Immediate Release (IR) Torsemide is a highly effective natriuretic drug but its short duration of action is a major drawback, which allows significant post-dose sodium retention, and as consequence, limits salt loss in patients with heart failure unless dietary salt intake is severely restricted. Extended Release (ER) torsemide is being developed to address this drawback by prolonging the duration of action to increase sodium excretion even in patients who consume high salt diet. Since 60mg ER torsemide is a new strength and dosage form, this study will test 60mg ER torsemide for a food effect in healthy volunteers who are either fasting or consuming a high-fat meal (fed). The primary endpoint of the study is full pharmacokinetics measurements after a single dose of 60mg ER torsemide.
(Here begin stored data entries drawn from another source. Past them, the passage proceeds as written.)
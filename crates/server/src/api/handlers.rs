use super::{ApiError, ApiResult};
use crate::config::AppState;
use axum::{
    extract::{Path, Query, State},
    http::StatusCode,
    Json,
};
use flowkeel_core::{Run, RunId, RunSnapshot, WorkflowDefinition};
use serde::{Deserialize, Serialize};
use std::sync::Arc;

fn parse_run_id(raw: &str) -> ApiResult<RunId> {
    raw.parse()
        .map_err(|_| ApiError::bad_request(format!("Invalid run ID: {}", raw)))
}

/// Register a workflow definition
pub async fn register_workflow(
    State(state): State<Arc<AppState>>,
    Json(definition): Json<WorkflowDefinition>,
) -> ApiResult<(StatusCode, Json<RegisterWorkflowResponse>)> {
    let slug = definition.slug.to_string();
    let created = state.engine.register_workflow(definition)?;

    let status = if created {
        StatusCode::CREATED
    } else {
        StatusCode::OK
    };
    Ok((status, Json(RegisterWorkflowResponse { slug, created })))
}

#[derive(Debug, Serialize, Deserialize)]
pub struct RegisterWorkflowResponse {
    pub slug: String,
    /// False when an identical definition was already registered
    pub created: bool,
}

/// List registered workflows
pub async fn list_workflows(
    State(state): State<Arc<AppState>>,
) -> ApiResult<Json<ListWorkflowsResponse>> {
    let workflows = state.engine.list_workflows()?;
    Ok(Json(ListWorkflowsResponse { workflows }))
}

#[derive(Debug, Serialize, Deserialize)]
pub struct ListWorkflowsResponse {
    pub workflows: Vec<WorkflowDefinition>,
}

/// Get a workflow definition
pub async fn get_workflow(
    State(state): State<Arc<AppState>>,
    Path(slug): Path<String>,
) -> ApiResult<Json<WorkflowDefinition>> {
    let workflow = state
        .engine
        .workflow(&slug)?
        .ok_or_else(|| ApiError::not_found(format!("Workflow not found: {}", slug)))?;
    Ok(Json(workflow))
}

/// Start a run of a registered workflow
pub async fn submit_run(
    State(state): State<Arc<AppState>>,
    Path(slug): Path<String>,
    Json(req): Json<SubmitRunRequest>,
) -> ApiResult<(StatusCode, Json<SubmitRunResponse>)> {
    let run_id = state.engine.submit(&slug, req.input)?;
    tracing::info!("Submitted run {} of workflow {}", run_id, slug);
    Ok((StatusCode::CREATED, Json(SubmitRunResponse { run_id })))
}

#[derive(Debug, Serialize, Deserialize)]
pub struct SubmitRunRequest {
    #[serde(default)]
    pub input: serde_json::Value,
}

#[derive(Debug, Serialize, Deserialize)]
pub struct SubmitRunResponse {
    pub run_id: RunId,
}

/// List runs, newest first
pub async fn list_runs(
    State(state): State<Arc<AppState>>,
    Query(query): Query<ListRunsQuery>,
) -> ApiResult<Json<ListRunsResponse>> {
    let runs = state.engine.list_runs(query.workflow.as_deref())?;
    Ok(Json(ListRunsResponse { runs }))
}

#[derive(Debug, Deserialize)]
pub struct ListRunsQuery {
    pub workflow: Option<String>,
}

#[derive(Debug, Serialize, Deserialize)]
pub struct ListRunsResponse {
    pub runs: Vec<Run>,
}

/// Get a run with its steps and tasks
pub async fn get_run(
    State(state): State<Arc<AppState>>,
    Path(run_id): Path<String>,
) -> ApiResult<Json<RunSnapshot>> {
    let run_id = parse_run_id(&run_id)?;
    let snapshot = state
        .engine
        .get_run(&run_id)?
        .ok_or_else(|| ApiError::not_found(format!("Run not found: {}", run_id)))?;
    Ok(Json(snapshot))
}

/// Cancel a running run
pub async fn cancel_run(
    State(state): State<Arc<AppState>>,
    Path(run_id): Path<String>,
) -> ApiResult<Json<CancelRunResponse>> {
    let run_id = parse_run_id(&run_id)?;
    let cancelled = state.engine.cancel_run(&run_id)?;
    Ok(Json(CancelRunResponse { run_id, cancelled }))
}

#[derive(Debug, Serialize, Deserialize)]
pub struct CancelRunResponse {
    pub run_id: RunId,
    /// False when the run had already finished
    pub cancelled: bool,
}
The secondary endpoints are 24h sodium excretion and total urinary excretion.

Study Timeline

• Study First Submitted: 2017-07-09
• Study First Submitted QC: 2017-07-11
• Study First Posted: 2017-07-12
• Study Start: 2017-10-17
• Primary Completion: 2018-03-31
• Study Completion: 2018-03-31
• Status Verified: 2018-04
• Last Update Submitted: 2018-04-17
• Last Update Posted: 2018-04-18

Recruitment & Eligibility

• Status: COMPLETED
• Sex: Male
• Target Recruitment: 28

Inclusion Criteria

• healthy male or female
• non-smoker
• weight ≥ 50 kg for male and ≥ 45 for female
• clinically acceptable laboratory profiles with ECG and chest x-ray performed within 6 months

Exclusion Criteria

• participation in bioavailability/bioequivalence studies in past six months
• history of drug abuse or alcohol dependence
• history of allergies, known hypersensitivity to Torsemide and related drugs
• presence of clinically significant disorder
• suffer from high/low blood pressure (<90 and >140 mm Hg)
• positive urine drug screening, and
• history of incontinence

Study & Design

• Study Type: INTERVENTIONAL
• Study Design: CROSSOVER

Arm && Interventions

Group	Intervention	Description
Fed- 60mg ER Torsemide	Fed- 60mg ER Torsemide	Adult healthy subjects will be given standardized high-fat, high-calorie meal prior to dosing
Fasting- 60mg ER Torsemide	Fasting- 60mg ER Torsemide	Adult healthy subjects will fast overnight (at least 10h) prior to dosing

Primary Outcome Measures

Name	Time	Method
Total torsemide plasma concentration	36 hours	Area under the plasma concentration versus time curve (AUC) (hr/ng/ml) in fed and fasting conditions
Peak torsemide plasma concentration	36 hours	Peak plasma concentration (Cmax) (ng/ml) in fed and fasting conditions

Secondary Outcome Measures

Name	Time	Method
Urinary torsemide excretion	36 hours	torsemide will be measured in urine over 36 hours post-dose (microgram/min)
Urinary sodium excretion	36 hours	36-hour sodium excretion will be measure (mmol/min)

Trial Locations

Locations (1)

I.E.C. Consultants; 🇮🇳 Bangalore, India